» Problem statement: Within the material below, find each line bearing the word "bool" and present it.

----- Provided entries -----

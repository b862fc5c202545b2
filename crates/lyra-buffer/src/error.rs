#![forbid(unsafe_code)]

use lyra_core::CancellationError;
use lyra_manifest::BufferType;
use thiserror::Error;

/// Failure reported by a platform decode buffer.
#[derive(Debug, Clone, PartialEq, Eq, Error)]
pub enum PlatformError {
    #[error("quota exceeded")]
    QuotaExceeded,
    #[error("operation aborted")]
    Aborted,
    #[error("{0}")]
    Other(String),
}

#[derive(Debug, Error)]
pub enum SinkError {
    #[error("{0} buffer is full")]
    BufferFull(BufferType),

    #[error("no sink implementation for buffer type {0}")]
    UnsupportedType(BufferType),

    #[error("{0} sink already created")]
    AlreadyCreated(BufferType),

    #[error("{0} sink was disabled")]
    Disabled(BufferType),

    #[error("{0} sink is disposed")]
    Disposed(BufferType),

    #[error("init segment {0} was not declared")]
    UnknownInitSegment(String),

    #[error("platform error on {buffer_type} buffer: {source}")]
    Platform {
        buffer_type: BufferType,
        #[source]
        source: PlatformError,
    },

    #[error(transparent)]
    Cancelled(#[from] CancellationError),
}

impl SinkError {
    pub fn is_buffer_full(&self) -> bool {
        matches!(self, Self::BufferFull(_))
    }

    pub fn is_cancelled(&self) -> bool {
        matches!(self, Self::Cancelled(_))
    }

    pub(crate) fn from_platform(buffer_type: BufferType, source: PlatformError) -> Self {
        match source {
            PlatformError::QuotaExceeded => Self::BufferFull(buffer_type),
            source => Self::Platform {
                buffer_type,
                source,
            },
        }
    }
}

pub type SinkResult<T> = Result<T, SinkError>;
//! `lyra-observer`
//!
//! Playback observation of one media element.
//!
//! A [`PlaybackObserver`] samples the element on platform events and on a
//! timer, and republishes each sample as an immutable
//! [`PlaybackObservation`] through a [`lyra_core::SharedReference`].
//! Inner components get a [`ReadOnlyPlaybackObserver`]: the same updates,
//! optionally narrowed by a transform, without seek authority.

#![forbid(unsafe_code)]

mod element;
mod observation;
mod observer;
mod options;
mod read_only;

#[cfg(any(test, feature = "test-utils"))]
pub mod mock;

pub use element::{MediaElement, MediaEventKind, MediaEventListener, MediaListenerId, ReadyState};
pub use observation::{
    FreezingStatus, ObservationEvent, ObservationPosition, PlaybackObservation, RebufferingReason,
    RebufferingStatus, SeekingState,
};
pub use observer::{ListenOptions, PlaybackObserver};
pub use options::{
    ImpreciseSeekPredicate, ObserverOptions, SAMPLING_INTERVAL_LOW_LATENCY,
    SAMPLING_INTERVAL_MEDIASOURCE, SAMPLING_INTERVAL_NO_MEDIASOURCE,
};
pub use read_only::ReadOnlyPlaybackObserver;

-----
----- Provided entries -----

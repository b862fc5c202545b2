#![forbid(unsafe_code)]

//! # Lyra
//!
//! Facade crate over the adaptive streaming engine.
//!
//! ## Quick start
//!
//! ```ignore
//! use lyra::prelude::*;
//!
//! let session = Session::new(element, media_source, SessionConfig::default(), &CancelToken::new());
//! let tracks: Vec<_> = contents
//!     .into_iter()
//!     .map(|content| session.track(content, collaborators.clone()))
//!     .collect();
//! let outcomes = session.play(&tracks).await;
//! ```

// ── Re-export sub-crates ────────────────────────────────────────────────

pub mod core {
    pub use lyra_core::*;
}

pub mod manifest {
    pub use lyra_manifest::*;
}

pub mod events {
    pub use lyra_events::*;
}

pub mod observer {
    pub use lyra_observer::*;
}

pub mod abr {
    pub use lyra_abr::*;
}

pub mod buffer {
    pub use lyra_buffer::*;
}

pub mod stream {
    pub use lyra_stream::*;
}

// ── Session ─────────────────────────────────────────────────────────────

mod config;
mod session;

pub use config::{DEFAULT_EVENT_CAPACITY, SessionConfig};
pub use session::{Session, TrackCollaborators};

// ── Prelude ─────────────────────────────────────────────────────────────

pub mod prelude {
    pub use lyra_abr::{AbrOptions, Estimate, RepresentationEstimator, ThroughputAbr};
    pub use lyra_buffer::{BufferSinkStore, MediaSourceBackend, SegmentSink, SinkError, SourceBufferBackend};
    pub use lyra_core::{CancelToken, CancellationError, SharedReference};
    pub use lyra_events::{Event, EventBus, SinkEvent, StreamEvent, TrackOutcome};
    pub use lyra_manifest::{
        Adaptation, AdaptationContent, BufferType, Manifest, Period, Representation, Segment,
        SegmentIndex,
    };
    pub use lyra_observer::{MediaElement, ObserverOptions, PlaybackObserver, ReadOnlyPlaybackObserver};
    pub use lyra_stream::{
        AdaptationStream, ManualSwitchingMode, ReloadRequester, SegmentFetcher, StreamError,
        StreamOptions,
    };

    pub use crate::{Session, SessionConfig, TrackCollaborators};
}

-----

» Reply to the task:
    pub fn is_buffer_full(&self) -> bool {
    pub fn is_cancelled(&self) -> bool {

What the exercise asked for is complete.